Frederick Douglass is almost surely the most well-known American (former) slave.  He taught himself to read and write as a young teenager, and eventually conducted covert classes in reading while hired out to William Freeland by his owner, Thomas Auld.  He first attempted to escape bondage from Freeland, but was not successful.  In 1838, at the age of 20, Douglass escaped from Edward Covey, to whom he had been hired out, and made his way to Philadelphia and then New York.  His escape had the assistence of his future wife, a free black woman named Anna Murray.  "Douglass" is an adopted family name which they took after settling in New Bedford, Massachusetts.  In 1845 he wrote his first autobiography, Narrative of the Life of Frederick Douglass, an American Slave.  Shortly after this he embarked on a two-year trip to Ireland and Britain.  Upon his return to the United States, in 1847, he began publishing his first abolitionist newspaper, The North Star, in Rochestor, New York.  This response to Calhoun's Southern Address appeared only a week after publication of Calhoun's document.  I am indebted to Al Mackey for posting a link to the text on his Student of the Civil War blog.  Microfilmed copies of The North Star may be accessed online through most academic libraries; I found my copy through the University of Michigan.
Frederick Douglass

That ponderous cloud of dismal terror which for a time overhung the national capital, darkening the blue sky of “our glorious union,” and from which the simple people have only been allowed to see a few fierce, transient flashes, to keep up gloomy apprehension and dismay, has at last discharged its thunder and dissolved. The long-dreaded bolt has reached its maturity and fallen. Men whole hearts were failing for fear of those things which seemed to be coming upon the land, rest from their agonizing fears, look happier, and breathe freer. The apprehended fulmination from the secret conclave of slaveholders and slave traders, charged with “accounts terrible, of dire confusion,” and threatening the very existence of this Republic, turns out to be an old speech of John C. Calhoun, newly vamped up, and dressed to suit the taste of some forty other slaveholders besides himself. The alarmed and appalled nation has at last seen the baseless character of its fears and we presume will not be so easily alarmed again. The thousand cats in the cellar are reduced to “our cat and another old black cat.”
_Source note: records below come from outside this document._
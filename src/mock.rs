//! An in-memory [`Host`] for exercising behaviors without a simulator.
//!
//! Handles share state with the [`MockHost`] that issued them, so a test can
//! keep the host around, feed it distances, and inspect what every motor was
//! told to do.

use crate::error::{HostError, Result};
use crate::hardware::{Actuator, Host, OUT_OF_RANGE, RangeSensor};
use crate::robot::{MotorLabel, MotorMount};
use std::cell::RefCell;
use std::collections::VecDeque;
use std::rc::Rc;

#[derive(Debug)]
struct MotorState {
    mount: MotorMount,
    power: f32,
    history: Vec<f32>,
    connected: bool,
}

#[derive(Debug)]
struct SensorState {
    raw: f32,
    queued: VecDeque<f32>,
    connected: bool,
}

impl Default for SensorState {
    fn default() -> Self {
        Self {
            raw: OUT_OF_RANGE,
            queued: VecDeque::new(),
            connected: true,
        }
    }
}

#[derive(Debug, Default)]
struct Shared {
    motors: Vec<MotorState>,
    sensors: Vec<SensorState>,
    motor_limit: Option<usize>,
}

impl Shared {
    fn motor(&mut self, index: usize) -> Result<&mut MotorState> {
        let motor = self
            .motors
            .get_mut(index)
            .ok_or(HostError::MotorUnavailable { index })?;
        if !motor.connected {
            return Err(HostError::disconnected(format!(
                "{} motor",
                motor.mount.label
            )));
        }
        Ok(motor)
    }

    fn sensor(&mut self, index: usize) -> Result<&mut SensorState> {
        let sensor = self
            .sensors
            .get_mut(index)
            .ok_or(HostError::SensorUnavailable { index })?;
        if !sensor.connected {
            return Err(HostError::disconnected(format!("sensor {index}")));
        }
        Ok(sensor)
    }
}

/// A host with no physics: motors record power, sensors replay set values.
#[derive(Clone, Debug)]
pub struct MockHost {
    shared: Rc<RefCell<Shared>>,
}

impl Default for MockHost {
    fn default() -> Self {
        Self::new()
    }
}

impl MockHost {
    /// A host with a single distance sensor that sees nothing.
    #[must_use]
    pub fn new() -> Self {
        Self::with_sensors(1)
    }

    #[must_use]
    pub fn with_sensors(count: usize) -> Self {
        let shared = Shared {
            sensors: (0..count).map(|_| SensorState::default()).collect(),
            ..Shared::default()
        };
        Self {
            shared: Rc::new(RefCell::new(shared)),
        }
    }

    /// Rejects any motor added beyond the first `limit`.
    #[must_use]
    pub fn with_motor_limit(self, limit: usize) -> Self {
        self.shared.borrow_mut().motor_limit = Some(limit);
        self
    }

    /// Sets what sensor `index` reports once its queue is empty.
    pub fn set_distance(&self, index: usize, raw: f32) {
        if let Some(sensor) = self.shared.borrow_mut().sensors.get_mut(index) {
            sensor.raw = raw;
        }
    }

    /// Queues readings for sensor `index`, one per read. The last one sticks.
    pub fn queue_distances(&self, index: usize, raws: impl IntoIterator<Item = f32>) {
        if let Some(sensor) = self.shared.borrow_mut().sensors.get_mut(index) {
            sensor.queued.extend(raws);
        }
    }

    pub fn disconnect_sensor(&self, index: usize) {
        if let Some(sensor) = self.shared.borrow_mut().sensors.get_mut(index) {
            sensor.connected = false;
        }
    }

    pub fn reconnect_sensor(&self, index: usize) {
        if let Some(sensor) = self.shared.borrow_mut().sensors.get_mut(index) {
            sensor.connected = true;
        }
    }

    pub fn disconnect_motor(&self, label: MotorLabel) {
        let mut shared = self.shared.borrow_mut();
        if let Some(motor) = shared.motors.iter_mut().find(|m| m.mount.label == label) {
            motor.connected = false;
        }
    }

    /// Last power written to the motor at `label`, if it was ever added.
    #[must_use]
    pub fn motor_power(&self, label: MotorLabel) -> Option<f32> {
        self.shared
            .borrow()
            .motors
            .iter()
            .find(|m| m.mount.label == label)
            .map(|m| m.power)
    }

    /// Every power written to the motor at `label`, oldest first.
    #[must_use]
    pub fn motor_history(&self, label: MotorLabel) -> Vec<f32> {
        self.shared
            .borrow()
            .motors
            .iter()
            .find(|m| m.mount.label == label)
            .map(|m| m.history.clone())
            .unwrap_or_default()
    }

    /// Mount points in the order motors were added.
    #[must_use]
    pub fn mounts(&self) -> Vec<MotorMount> {
        self.shared.borrow().motors.iter().map(|m| m.mount).collect()
    }
}

/// Motor handle issued by [`MockHost`].
#[derive(Clone, Debug)]
pub struct MockMotor {
    index: usize,
    shared: Rc<RefCell<Shared>>,
}

impl MockMotor {
    #[must_use]
    pub const fn index(&self) -> usize {
        self.index
    }
}

impl Actuator for MockMotor {
    fn set_power(&mut self, power: f32) -> Result<()> {
        let mut shared = self.shared.borrow_mut();
        let motor = shared.motor(self.index)?;
        motor.power = power;
        motor.history.push(power);
        Ok(())
    }
}

/// Sensor handle issued by [`MockHost`].
#[derive(Clone, Debug)]
pub struct MockSensor {
    index: usize,
    shared: Rc<RefCell<Shared>>,
}

impl RangeSensor for MockSensor {
    fn get_distance(&mut self) -> Result<f32> {
        let mut shared = self.shared.borrow_mut();
        let sensor = shared.sensor(self.index)?;
        if let Some(next) = sensor.queued.pop_front() {
            sensor.raw = next;
        }
        Ok(sensor.raw)
    }
}

impl Host for MockHost {
    type Motor = MockMotor;
    type Sensor = MockSensor;

    fn add_motor(&mut self, mount: MotorMount) -> Result<MockMotor> {
        let mut shared = self.shared.borrow_mut();
        if let Some(limit) = shared.motor_limit
            && shared.motors.len() >= limit
        {
            return Err(HostError::motor_rejected(
                mount.label,
                format!("host supports {limit} motors"),
            ));
        }

        let index = shared.motors.len();
        shared.motors.push(MotorState {
            mount,
            power: 0.0,
            history: Vec::new(),
            connected: true,
        });

        Ok(MockMotor {
            index,
            shared: Rc::clone(&self.shared),
        })
    }

    fn sensor(&mut self, index: usize) -> Result<MockSensor> {
        if index >= self.shared.borrow().sensors.len() {
            return Err(HostError::SensorUnavailable { index });
        }
        Ok(MockSensor {
            index,
            shared: Rc::clone(&self.shared),
        })
    }

    fn power_motor(&mut self, power: f32, index: usize) -> Result<()> {
        let mut shared = self.shared.borrow_mut();
        let motor = shared.motor(index)?;
        motor.power = power;
        motor.history.push(power);
        Ok(())
    }
}

#[cfg(test)]
mod tests {
    use super::*;

    #[test]
    fn motors_record_power() {
        let mut host = MockHost::new();
        let mut motor = host
            .add_motor(MotorMount::standard(MotorLabel::FrontLeft))
            .unwrap();
        motor.set_power(0.5).unwrap();
        motor.set_power(-0.25).unwrap();
        assert_eq!(host.motor_power(MotorLabel::FrontLeft), Some(-0.25));
        assert_eq!(host.motor_history(MotorLabel::FrontLeft), vec![0.5, -0.25]);
    }

    #[test]
    fn power_motor_by_index() {
        let mut host = MockHost::new();
        host.add_motor(MotorMount::standard(MotorLabel::FrontRight))
            .unwrap();
        host.power_motor(0.75, 0).unwrap();
        assert_eq!(host.motor_power(MotorLabel::FrontRight), Some(0.75));
        assert_eq!(
            host.power_motor(1.0, 4),
            Err(HostError::MotorUnavailable { index: 4 })
        );
    }

    #[test]
    fn sensor_replays_queue_then_holds() {
        let mut host = MockHost::new();
        let mut sensor = host.sensor(0).unwrap();
        assert_eq!(sensor.get_distance(), Ok(OUT_OF_RANGE));

        host.queue_distances(0, [30.0, 10.0]);
        assert_eq!(sensor.get_distance(), Ok(30.0));
        assert_eq!(sensor.get_distance(), Ok(10.0));
        assert_eq!(sensor.get_distance(), Ok(10.0));
    }

    #[test]
    fn missing_sensor() {
        let mut host = MockHost::with_sensors(0);
        assert_eq!(
            host.sensor(0).unwrap_err(),
            HostError::SensorUnavailable { index: 0 }
        );
    }

    #[test]
    fn motor_limit() {
        let mut host = MockHost::new().with_motor_limit(1);
        host.add_motor(MotorMount::standard(MotorLabel::FrontRight))
            .unwrap();
        let err = host
            .add_motor(MotorMount::standard(MotorLabel::BackRight))
            .unwrap_err();
        assert!(matches!(
            err,
            HostError::MotorRejected {
                label: MotorLabel::BackRight,
                ..
            }
        ));
    }

    #[test]
    fn disconnected_devices_error() {
        let mut host = MockHost::new();
        let mut motor = host
            .add_motor(MotorMount::standard(MotorLabel::BackLeft))
            .unwrap();
        let mut sensor = host.sensor(0).unwrap();

        host.disconnect_motor(MotorLabel::BackLeft);
        host.disconnect_sensor(0);
        assert!(matches!(motor.set_power(1.0), Err(HostError::Disconnected(_))));
        assert!(matches!(sensor.get_distance(), Err(HostError::Disconnected(_))));

        host.reconnect_sensor(0);
        assert!(sensor.get_distance().is_ok());
    }
}
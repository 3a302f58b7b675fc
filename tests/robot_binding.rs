// tests/robot_binding.rs
use approx::assert_relative_eq;
use glam::Vec2;
use robosim_control::mock::MockHost;
use robosim_control::{DistanceReading, HostError, MotorLabel, RobotBinding};

#[test]
fn test_binds_standard_layout() {
    let mut host = MockHost::new();
    let robot = RobotBinding::bind(&mut host).unwrap();

    // Motors are attached right side first, front before back.
    let mounts = host.mounts();
    let labels: Vec<MotorLabel> = mounts.iter().map(|m| m.label).collect();
    assert_eq!(labels, MotorLabel::ATTACH_ORDER.to_vec());

    // 18" robot = 45 px; 40% of that is 18 px from center on each axis.
    let expected = [
        Vec2::new(18.0, 18.0),
        Vec2::new(18.0, -18.0),
        Vec2::new(-18.0, 18.0),
        Vec2::new(-18.0, -18.0),
    ];
    for (mount, want) in mounts.iter().zip(expected) {
        assert_relative_eq!(mount.offset.x, want.x, epsilon = 1e-5);
        assert_relative_eq!(mount.offset.y, want.y, epsilon = 1e-5);
    }

    assert_eq!(robot.front_right.index(), 0);
    assert_eq!(robot.back_left.index(), 3);
}

#[test]
fn test_bind_fails_without_sensor() {
    let mut host = MockHost::with_sensors(0);
    let err = RobotBinding::bind(&mut host).unwrap_err();
    assert_eq!(err, HostError::SensorUnavailable { index: 0 });
}

#[test]
fn test_bind_fails_when_motor_rejected() {
    let mut host = MockHost::new().with_motor_limit(3);
    let err = RobotBinding::bind(&mut host).unwrap_err();
    assert!(matches!(
        err,
        HostError::MotorRejected {
            label: MotorLabel::BackLeft,
            ..
        }
    ));
}

#[test]
fn test_drive_and_rotate() {
    let mut host = MockHost::new();
    let mut robot = RobotBinding::bind(&mut host).unwrap();

    robot.drive(0.05).unwrap();
    for label in MotorLabel::ATTACH_ORDER {
        assert_relative_eq!(host.motor_power(label).unwrap(), 0.1);
    }

    robot.rotate(0.6).unwrap();
    assert_relative_eq!(host.motor_power(MotorLabel::FrontRight).unwrap(), 0.6);
    assert_relative_eq!(host.motor_power(MotorLabel::BackRight).unwrap(), 0.6);
    assert_relative_eq!(host.motor_power(MotorLabel::FrontLeft).unwrap(), -0.6);
    assert_relative_eq!(host.motor_power(MotorLabel::BackLeft).unwrap(), -0.6);

    robot.drive(-3.0).unwrap();
    for label in MotorLabel::ATTACH_ORDER {
        assert_relative_eq!(host.motor_power(label).unwrap(), -1.0);
    }
}

#[test]
fn test_read_distance_maps_sentinel() {
    let mut host = MockHost::new();
    let mut robot = RobotBinding::bind(&mut host).unwrap();

    assert_eq!(robot.read_distance().unwrap(), DistanceReading::OutOfRange);
    host.set_distance(0, 42.0);
    assert_eq!(robot.read_distance().unwrap(), DistanceReading::Detected(42.0));
}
But lest we should be accused of treating this grave address with too much levity, we shall venture a brief review of it. The subject of the address is called “the most solemn and important ever presented to the consideration of the Southern people.” The subject is summed up in the following ambiguous terms:

“We allude to the conflict between two great sections of the Union, growing out of a difference of feeling and opinion in reference to the relation existing between the two races, the European and African, which inhabit the Southern section, and the acts of aggression and encroachment to which it has led.”

Just read this statement of the subject over again, and try to understand what is meant by it. The “difference of feeling and opinion” –”relation existing” between two races — “inhabit the Southern section” –”acquisition and encroachment.” Now, the meaning of all this is, the difference of feeling and opinion in the Northern States from the slaveholders in the Southern States. The people of the North, thank Heaven, are becoming more and more deeply impressed with the awful crime of slavery, and are manifesting it, by hesitating to extend its blighting influence to territory now free; and this is the point that gives “solemnity” to the subject. This is the calamity which produces apprehension and alarm. How carefully the above sentences is worded! European and African races, stands for slaveholders and slaves, which inhabit the Southern section. This very soft way of sliding over the hateful word slavery, shows the slaveholder conscious of his hateful crime, and is itself a confession of guilt. The signers of the address say:

“We have made it a joint address, because we believe that the magnitude of the subject required that it should assume the most impressive and solemn form.”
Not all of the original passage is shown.